* Data for this exercise:

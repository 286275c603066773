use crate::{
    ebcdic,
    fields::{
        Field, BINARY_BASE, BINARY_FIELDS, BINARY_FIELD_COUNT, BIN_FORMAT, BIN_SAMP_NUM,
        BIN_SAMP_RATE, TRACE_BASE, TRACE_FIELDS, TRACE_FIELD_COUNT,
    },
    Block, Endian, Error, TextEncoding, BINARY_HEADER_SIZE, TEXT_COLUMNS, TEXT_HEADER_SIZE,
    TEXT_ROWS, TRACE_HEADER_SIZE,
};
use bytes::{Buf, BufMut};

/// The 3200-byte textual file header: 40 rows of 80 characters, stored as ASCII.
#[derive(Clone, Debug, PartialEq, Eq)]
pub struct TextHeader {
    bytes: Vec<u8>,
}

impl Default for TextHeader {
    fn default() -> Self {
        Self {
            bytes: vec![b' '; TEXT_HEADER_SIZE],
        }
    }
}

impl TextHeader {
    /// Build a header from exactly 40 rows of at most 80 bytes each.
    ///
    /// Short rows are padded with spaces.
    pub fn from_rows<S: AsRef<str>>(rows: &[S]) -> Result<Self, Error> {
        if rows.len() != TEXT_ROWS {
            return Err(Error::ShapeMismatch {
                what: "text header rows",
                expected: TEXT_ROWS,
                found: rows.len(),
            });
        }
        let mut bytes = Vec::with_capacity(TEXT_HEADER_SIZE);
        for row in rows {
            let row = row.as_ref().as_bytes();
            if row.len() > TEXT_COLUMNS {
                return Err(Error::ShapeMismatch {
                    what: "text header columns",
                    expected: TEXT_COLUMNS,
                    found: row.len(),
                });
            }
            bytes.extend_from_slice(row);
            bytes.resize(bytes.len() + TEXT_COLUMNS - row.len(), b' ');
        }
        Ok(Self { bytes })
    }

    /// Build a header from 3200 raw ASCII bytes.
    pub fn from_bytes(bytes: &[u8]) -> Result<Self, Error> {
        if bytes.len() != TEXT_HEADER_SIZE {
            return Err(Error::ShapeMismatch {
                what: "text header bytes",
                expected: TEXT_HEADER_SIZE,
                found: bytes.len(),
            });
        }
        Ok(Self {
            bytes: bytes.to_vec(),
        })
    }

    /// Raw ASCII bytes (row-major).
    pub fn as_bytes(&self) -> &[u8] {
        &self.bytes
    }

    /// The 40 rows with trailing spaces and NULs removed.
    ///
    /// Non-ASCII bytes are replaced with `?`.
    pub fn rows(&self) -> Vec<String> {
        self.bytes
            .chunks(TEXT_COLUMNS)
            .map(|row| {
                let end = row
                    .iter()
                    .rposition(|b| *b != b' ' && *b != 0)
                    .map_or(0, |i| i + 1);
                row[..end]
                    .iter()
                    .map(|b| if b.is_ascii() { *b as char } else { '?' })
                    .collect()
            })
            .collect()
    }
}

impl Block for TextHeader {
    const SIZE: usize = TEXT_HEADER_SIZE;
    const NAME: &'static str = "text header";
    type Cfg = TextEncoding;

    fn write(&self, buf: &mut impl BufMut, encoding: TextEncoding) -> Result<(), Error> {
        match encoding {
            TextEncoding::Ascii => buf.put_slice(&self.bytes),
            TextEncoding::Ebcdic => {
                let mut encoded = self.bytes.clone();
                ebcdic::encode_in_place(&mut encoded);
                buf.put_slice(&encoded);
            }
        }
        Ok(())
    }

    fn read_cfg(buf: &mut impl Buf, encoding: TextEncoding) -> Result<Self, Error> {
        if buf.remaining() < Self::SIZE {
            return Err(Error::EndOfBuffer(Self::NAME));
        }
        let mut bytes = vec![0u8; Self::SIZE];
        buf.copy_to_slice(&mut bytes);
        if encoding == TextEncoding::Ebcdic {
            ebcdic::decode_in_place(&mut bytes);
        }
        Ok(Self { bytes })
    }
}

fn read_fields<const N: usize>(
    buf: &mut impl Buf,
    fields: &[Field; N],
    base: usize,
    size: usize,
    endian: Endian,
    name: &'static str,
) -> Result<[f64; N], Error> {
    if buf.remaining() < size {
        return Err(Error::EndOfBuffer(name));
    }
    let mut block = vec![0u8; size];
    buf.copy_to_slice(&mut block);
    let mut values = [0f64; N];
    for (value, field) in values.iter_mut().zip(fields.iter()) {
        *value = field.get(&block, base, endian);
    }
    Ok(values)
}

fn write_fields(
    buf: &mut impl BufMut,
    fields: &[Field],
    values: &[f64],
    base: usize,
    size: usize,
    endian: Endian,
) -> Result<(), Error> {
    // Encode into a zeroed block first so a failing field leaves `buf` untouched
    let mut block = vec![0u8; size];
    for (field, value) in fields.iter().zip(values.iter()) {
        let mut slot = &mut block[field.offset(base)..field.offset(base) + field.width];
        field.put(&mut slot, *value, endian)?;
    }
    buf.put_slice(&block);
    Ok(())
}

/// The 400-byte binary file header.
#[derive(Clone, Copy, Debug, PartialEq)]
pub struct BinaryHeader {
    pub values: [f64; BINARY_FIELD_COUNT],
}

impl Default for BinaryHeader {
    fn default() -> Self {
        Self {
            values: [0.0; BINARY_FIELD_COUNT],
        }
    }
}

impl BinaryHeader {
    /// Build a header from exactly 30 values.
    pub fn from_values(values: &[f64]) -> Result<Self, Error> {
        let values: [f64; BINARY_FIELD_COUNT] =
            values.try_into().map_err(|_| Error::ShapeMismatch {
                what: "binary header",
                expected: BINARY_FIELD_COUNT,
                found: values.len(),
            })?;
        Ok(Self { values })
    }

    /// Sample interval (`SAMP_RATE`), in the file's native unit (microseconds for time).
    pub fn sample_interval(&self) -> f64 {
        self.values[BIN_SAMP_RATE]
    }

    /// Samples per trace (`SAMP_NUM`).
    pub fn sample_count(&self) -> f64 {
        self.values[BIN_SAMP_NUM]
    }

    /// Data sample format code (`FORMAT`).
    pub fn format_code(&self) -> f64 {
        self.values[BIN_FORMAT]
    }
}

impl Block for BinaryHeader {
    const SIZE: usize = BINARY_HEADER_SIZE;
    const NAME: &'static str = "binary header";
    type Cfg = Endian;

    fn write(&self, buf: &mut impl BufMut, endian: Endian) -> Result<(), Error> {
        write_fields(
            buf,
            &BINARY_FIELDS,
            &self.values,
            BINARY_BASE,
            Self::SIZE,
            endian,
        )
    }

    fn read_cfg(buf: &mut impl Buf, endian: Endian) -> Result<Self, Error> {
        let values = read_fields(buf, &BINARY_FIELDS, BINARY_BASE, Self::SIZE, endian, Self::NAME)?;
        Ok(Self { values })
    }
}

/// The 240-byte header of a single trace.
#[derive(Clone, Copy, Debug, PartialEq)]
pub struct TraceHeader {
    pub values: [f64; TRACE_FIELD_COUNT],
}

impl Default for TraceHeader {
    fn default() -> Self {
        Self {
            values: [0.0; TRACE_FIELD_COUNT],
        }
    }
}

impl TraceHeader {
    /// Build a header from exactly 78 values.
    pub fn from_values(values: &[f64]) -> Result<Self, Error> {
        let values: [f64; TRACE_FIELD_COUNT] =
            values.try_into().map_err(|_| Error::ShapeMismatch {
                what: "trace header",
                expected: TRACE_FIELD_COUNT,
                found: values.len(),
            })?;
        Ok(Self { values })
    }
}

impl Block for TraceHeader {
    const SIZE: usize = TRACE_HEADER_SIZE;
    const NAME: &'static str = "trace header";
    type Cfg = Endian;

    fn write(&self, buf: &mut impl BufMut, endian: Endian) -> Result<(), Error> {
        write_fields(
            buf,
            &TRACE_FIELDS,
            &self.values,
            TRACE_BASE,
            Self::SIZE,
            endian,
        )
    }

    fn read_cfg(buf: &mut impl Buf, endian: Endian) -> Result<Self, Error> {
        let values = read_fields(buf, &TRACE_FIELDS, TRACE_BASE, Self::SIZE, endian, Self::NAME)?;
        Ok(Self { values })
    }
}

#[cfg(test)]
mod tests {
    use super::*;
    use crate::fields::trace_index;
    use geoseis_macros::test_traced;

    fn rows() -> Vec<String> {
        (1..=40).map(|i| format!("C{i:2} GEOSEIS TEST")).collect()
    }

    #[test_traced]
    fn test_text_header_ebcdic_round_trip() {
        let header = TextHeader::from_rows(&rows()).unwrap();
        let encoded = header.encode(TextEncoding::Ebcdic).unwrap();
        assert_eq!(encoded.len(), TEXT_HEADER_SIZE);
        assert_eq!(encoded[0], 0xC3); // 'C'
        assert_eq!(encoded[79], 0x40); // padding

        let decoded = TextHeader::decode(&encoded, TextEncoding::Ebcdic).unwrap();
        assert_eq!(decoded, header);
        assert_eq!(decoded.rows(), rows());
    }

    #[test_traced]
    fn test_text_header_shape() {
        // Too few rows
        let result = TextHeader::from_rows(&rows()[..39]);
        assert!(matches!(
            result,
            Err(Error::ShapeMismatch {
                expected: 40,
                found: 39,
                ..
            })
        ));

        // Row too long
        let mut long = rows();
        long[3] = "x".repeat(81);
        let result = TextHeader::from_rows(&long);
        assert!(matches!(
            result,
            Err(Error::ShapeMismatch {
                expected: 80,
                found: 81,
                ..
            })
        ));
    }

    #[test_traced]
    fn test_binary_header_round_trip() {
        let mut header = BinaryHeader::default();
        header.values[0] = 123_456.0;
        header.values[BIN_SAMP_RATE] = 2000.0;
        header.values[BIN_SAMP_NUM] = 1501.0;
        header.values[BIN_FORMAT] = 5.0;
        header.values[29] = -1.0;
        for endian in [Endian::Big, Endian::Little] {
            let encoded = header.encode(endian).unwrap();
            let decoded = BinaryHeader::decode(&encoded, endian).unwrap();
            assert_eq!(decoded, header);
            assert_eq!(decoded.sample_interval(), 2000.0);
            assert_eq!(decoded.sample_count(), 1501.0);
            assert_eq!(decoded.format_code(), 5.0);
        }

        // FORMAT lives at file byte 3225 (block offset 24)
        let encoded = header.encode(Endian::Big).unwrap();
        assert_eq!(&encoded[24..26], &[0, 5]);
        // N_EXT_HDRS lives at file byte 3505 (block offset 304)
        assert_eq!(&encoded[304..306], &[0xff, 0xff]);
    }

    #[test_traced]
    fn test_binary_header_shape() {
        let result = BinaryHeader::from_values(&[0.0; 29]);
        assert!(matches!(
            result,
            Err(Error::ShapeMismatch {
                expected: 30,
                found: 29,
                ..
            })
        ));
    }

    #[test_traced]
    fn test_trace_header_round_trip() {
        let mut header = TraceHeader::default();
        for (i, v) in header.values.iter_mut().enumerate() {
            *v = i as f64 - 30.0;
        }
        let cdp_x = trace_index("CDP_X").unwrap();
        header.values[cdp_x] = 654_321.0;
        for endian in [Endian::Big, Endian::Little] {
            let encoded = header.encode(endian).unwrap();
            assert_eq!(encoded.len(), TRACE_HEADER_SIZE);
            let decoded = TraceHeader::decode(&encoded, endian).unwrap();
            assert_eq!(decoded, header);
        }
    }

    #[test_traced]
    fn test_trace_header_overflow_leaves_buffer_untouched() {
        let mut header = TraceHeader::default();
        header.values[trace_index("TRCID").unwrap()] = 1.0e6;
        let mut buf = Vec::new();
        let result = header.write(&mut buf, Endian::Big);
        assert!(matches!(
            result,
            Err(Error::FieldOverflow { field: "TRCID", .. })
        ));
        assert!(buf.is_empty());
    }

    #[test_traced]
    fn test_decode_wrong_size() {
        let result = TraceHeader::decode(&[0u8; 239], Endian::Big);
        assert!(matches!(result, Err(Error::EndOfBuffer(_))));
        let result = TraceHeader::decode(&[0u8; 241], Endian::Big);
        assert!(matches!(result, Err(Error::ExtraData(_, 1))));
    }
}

* What the task requires: From the line containing "let result = TraceHeader::decode(&[0u8; 239], Endian::Big);" down to the final line of the records above, copy everything exactly and include nothing else.

* Exercise solution:
        let result = TraceHeader::decode(&[0u8; 239], Endian::Big);
        assert!(matches!(result, Err(Error::EndOfBuffer(_))));
        let result = TraceHeader::decode(&[0u8; 241], Endian::Big);
        assert!(matches!(result, Err(Error::ExtraData(_, 1))));
    }
}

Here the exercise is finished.